*Task directions*. Search for the word "side" in the entries. Each line that holds it should be copied.

*Data under study*.

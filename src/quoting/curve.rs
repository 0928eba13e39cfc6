//! CLMM swap estimation on a Q64.64 sqrt-price curve.
//!
//! Integer-only math over U256/U512: estimates a swap against the pool's
//! current sqrt price and active liquidity, applying the pool fee (parts per
//! million) on the input side. Outputs round down and inputs round up.
//! Exact-output mode solves for the required input.

use primitive_types::{U256, U512};

/// Pool fee rates are expressed in parts per million
pub const FEE_RATE_DENOMINATOR: u64 = 1_000_000;

fn q64() -> U256 {
    U256::one() << 64
}

#[derive(Debug, thiserror::Error)]
pub enum CurveError {
    #[error("pool has no active liquidity")]
    NoLiquidity,

    #[error("insufficient liquidity for requested amount")]
    InsufficientLiquidity,

    #[error("invalid fee rate: {0}")]
    InvalidFeeRate(u64),

    #[error("amount out of range for curve computation")]
    Overflow,
}

/// Result of a curve estimate. `amount_in` is the gross input including the
/// fee; in exact-output mode it is the solved required input.
#[derive(Debug, Clone, PartialEq, Eq)]
pub struct SwapEstimate {
    pub amount_in: U256,
    pub amount_out: U256,
    pub fee_amount: U256,
    pub after_sqrt_price: U256,
}

fn div_ceil_512(num: U512, den: U512) -> U512 {
    let q = num / den;
    if num % den != U512::zero() {
        q + U512::one()
    } else {
        q
    }
}

fn to_u256(v: U512) -> Result<U256, CurveError> {
    U256::try_from(v).map_err(|_| CurveError::Overflow)
}

/// Estimate a swap within the pool's active liquidity range.
///
/// `a2b` is the direction relative to the pool's coin ordering (selling coin
/// A moves the sqrt price down). `amount` is the fixed side: input when
/// `by_amount_in`, desired output otherwise.
pub fn compute_swap(
    sqrt_price: u128,
    liquidity: u128,
    fee_rate: u64,
    a2b: bool,
    by_amount_in: bool,
    amount: U256,
) -> Result<SwapEstimate, CurveError> {
    if liquidity == 0 || sqrt_price == 0 {
        return Err(CurveError::NoLiquidity);
    }
    if fee_rate >= FEE_RATE_DENOMINATOR {
        return Err(CurveError::InvalidFeeRate(fee_rate));
    }
    if amount.is_zero() {
        return Ok(SwapEstimate {
            amount_in: U256::zero(),
            amount_out: U256::zero(),
            fee_amount: U256::zero(),
            after_sqrt_price: U256::from(sqrt_price),
        });
    }

    if by_amount_in {
        swap_exact_in(sqrt_price, liquidity, fee_rate, a2b, amount)
    } else {
        swap_exact_out(sqrt_price, liquidity, fee_rate, a2b, amount)
    }
}

fn swap_exact_in(
    sqrt_price: u128,
    liquidity: u128,
    fee_rate: u64,
    a2b: bool,
    amount_in: U256,
) -> Result<SwapEstimate, CurveError> {
    let fee = amount_in * U256::from(fee_rate) / U256::from(FEE_RATE_DENOMINATOR);
    let net = amount_in - fee;
    if net.is_zero() {
        return Err(CurveError::InsufficientLiquidity);
    }

    let sp = U256::from(sqrt_price);
    let l_shift = U256::from(liquidity) << 64;

    if a2b {
        // new_sqrt = L*Q*sp / (L*Q + net*sp); price moves down
        let extra = net.checked_mul(sp).ok_or(CurveError::Overflow)?;
        let den = l_shift.checked_add(extra).ok_or(CurveError::Overflow)?;
        let new_sqrt = to_u256(l_shift.full_mul(sp) / U512::from(den))?;
        // out (coin B) = L * (sp - new_sqrt) / Q, rounded down
        let amount_out = (U256::from(liquidity) * (sp - new_sqrt)) >> 64;
        Ok(SwapEstimate {
            amount_in,
            amount_out,
            fee_amount: fee,
            after_sqrt_price: new_sqrt,
        })
    } else {
        // delta = net*Q / L; price moves up
        let delta = to_u256(net.full_mul(q64()) / U512::from(liquidity))?;
        let new_sqrt = sp.checked_add(delta).ok_or(CurveError::Overflow)?;
        // out (coin A) = L*Q*(new-sp) / (new*sp), rounded down
        let num = U512::from(U256::from(liquidity)) * U512::from(delta) * U512::from(q64());
        let den = U512::from(new_sqrt) * U512::from(sp);
        let amount_out = to_u256(num / den)?;
        Ok(SwapEstimate {
            amount_in,
            amount_out,
            fee_amount: fee,
            after_sqrt_price: new_sqrt,
        })
    }
}

fn swap_exact_out(
    sqrt_price: u128,
    liquidity: u128,
    fee_rate: u64,
    a2b: bool,
    amount_out: U256,
) -> Result<SwapEstimate, CurveError> {
    let sp = U256::from(sqrt_price);
    let l = U256::from(liquidity);
    let l_shift = l << 64;

    let (net_in, new_sqrt) = if a2b {
        // out is coin B: sp - new = ceil(out*Q / L)
        let delta = to_u256(div_ceil_512(amount_out.full_mul(q64()), U512::from(l)))?;
        if delta >= sp {
            return Err(CurveError::InsufficientLiquidity);
        }
        let new_sqrt = sp - delta;
        // in (coin A) = L*Q*(sp-new) / (new*sp), rounded up
        let num = l_shift.full_mul(delta);
        let den = new_sqrt.full_mul(sp);
        (to_u256(div_ceil_512(num, den))?, new_sqrt)
    } else {
        // out is coin A: new = L*Q*sp / (L*Q - out*sp)
        let taken = amount_out.checked_mul(sp).ok_or(CurveError::Overflow)?;
        if taken >= l_shift {
            return Err(CurveError::InsufficientLiquidity);
        }
        let den = l_shift - taken;
        let new_sqrt = to_u256(div_ceil_512(l_shift.full_mul(sp), U512::from(den)))?;
        // in (coin B) = L*(new-sp) / Q, rounded up
        let num = l.full_mul(new_sqrt - sp);
        (to_u256(div_ceil_512(num, U512::from(q64())))?, new_sqrt)
    };

    // gross up the input so that net = in * (1 - fee_rate) still covers it
    let denom = U256::from(FEE_RATE_DENOMINATOR - fee_rate);
    let gross = to_u256(div_ceil_512(
        net_in.full_mul(U256::from(FEE_RATE_DENOMINATOR)),
        U512::from(denom),
    ))?;

    Ok(SwapEstimate {
        amount_in: gross,
        amount_out,
        fee_amount: gross - net_in,
        after_sqrt_price: new_sqrt,
    })
}

#[cfg(test)]
mod tests {
    use super::*;

    const Q64: u128 = 1u128 << 64;

    #[test]
    fn test_exact_in_a2b_unit_price() {
        // L = 1000, price 1: selling 1000 A halves the sqrt price,
        // releasing exactly 500 B.
        let est = compute_swap(Q64, 1000, 0, true, true, U256::from(1000u64)).unwrap();
        assert_eq!(est.amount_out, U256::from(500u64));
        assert_eq!(est.fee_amount, U256::zero());
        assert_eq!(est.after_sqrt_price, U256::from(Q64 / 2));
    }

    #[test]
    fn test_exact_in_b2a_unit_price() {
        let est = compute_swap(Q64, 1000, 0, false, true, U256::from(1000u64)).unwrap();
        assert_eq!(est.amount_out, U256::from(500u64));
        assert_eq!(est.after_sqrt_price, U256::from(2 * Q64));
    }

    #[test]
    fn test_exact_out_a2b_solves_input() {
        // inverse of test_exact_in_a2b_unit_price
        let est = compute_swap(Q64, 1000, 0, true, false, U256::from(500u64)).unwrap();
        assert_eq!(est.amount_in, U256::from(1000u64));
        assert_eq!(est.amount_out, U256::from(500u64));
    }

    #[test]
    fn test_exact_out_b2a_solves_input() {
        let est = compute_swap(Q64, 1000, 0, false, false, U256::from(500u64)).unwrap();
        assert_eq!(est.amount_in, U256::from(1000u64));
    }

    #[test]
    fn test_fee_applied_on_input() {
        // 0.25% fee: 10000 in, 25 fee, 9975 net
        let est = compute_swap(Q64, 1_000_000_000, 2500, true, true, U256::from(10_000u64)).unwrap();
        assert_eq!(est.fee_amount, U256::from(25u64));
        // tiny trade against deep liquidity at price 1: out ~ net
        assert!(est.amount_out <= U256::from(9_975u64));
        assert!(est.amount_out >= U256::from(9_970u64));
    }

    #[test]
    fn test_exact_out_fee_grossed_up() {
        let no_fee = compute_swap(Q64, 1_000_000_000, 0, true, false, U256::from(9_975u64)).unwrap();
        let with_fee =
            compute_swap(Q64, 1_000_000_000, 2500, true, false, U256::from(9_975u64)).unwrap();
        assert!(with_fee.amount_in > no_fee.amount_in);
        assert_eq!(
            with_fee.fee_amount,
            with_fee.amount_in - no_fee.amount_in,
            "fee is exactly the gross-up over the no-fee input"
        );
    }

    #[test]
    fn test_zero_liquidity_rejected() {
        let err = compute_swap(Q64, 0, 0, true, true, U256::from(1u64)).unwrap_err();
        assert!(matches!(err, CurveError::NoLiquidity));
    }

    #[test]
    fn test_exact_out_beyond_range_rejected() {
        // cannot extract more B than the range holds (L=1000 at price 1)
        let err = compute_swap(Q64, 1000, 0, true, false, U256::from(10_000u64)).unwrap_err();
        assert!(matches!(err, CurveError::InsufficientLiquidity));
    }

    #[test]
    fn test_invalid_fee_rate() {
        let err = compute_swap(Q64, 1000, FEE_RATE_DENOMINATOR, true, true, U256::from(1u64))
            .unwrap_err();
        assert!(matches!(err, CurveError::InvalidFeeRate(_)));
    }

    #[test]
    fn test_zero_amount_is_identity() {
        let est = compute_swap(Q64, 1000, 2500, true, true, U256::zero()).unwrap();
        assert_eq!(est.amount_out, U256::zero());
        assert_eq!(est.after_sqrt_price, U256::from(Q64));
    }
}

*Exercise result*.
//! million) on the input side. Outputs round down and inputs round up.
/// A moves the sqrt price down). `amount` is the fixed side: input when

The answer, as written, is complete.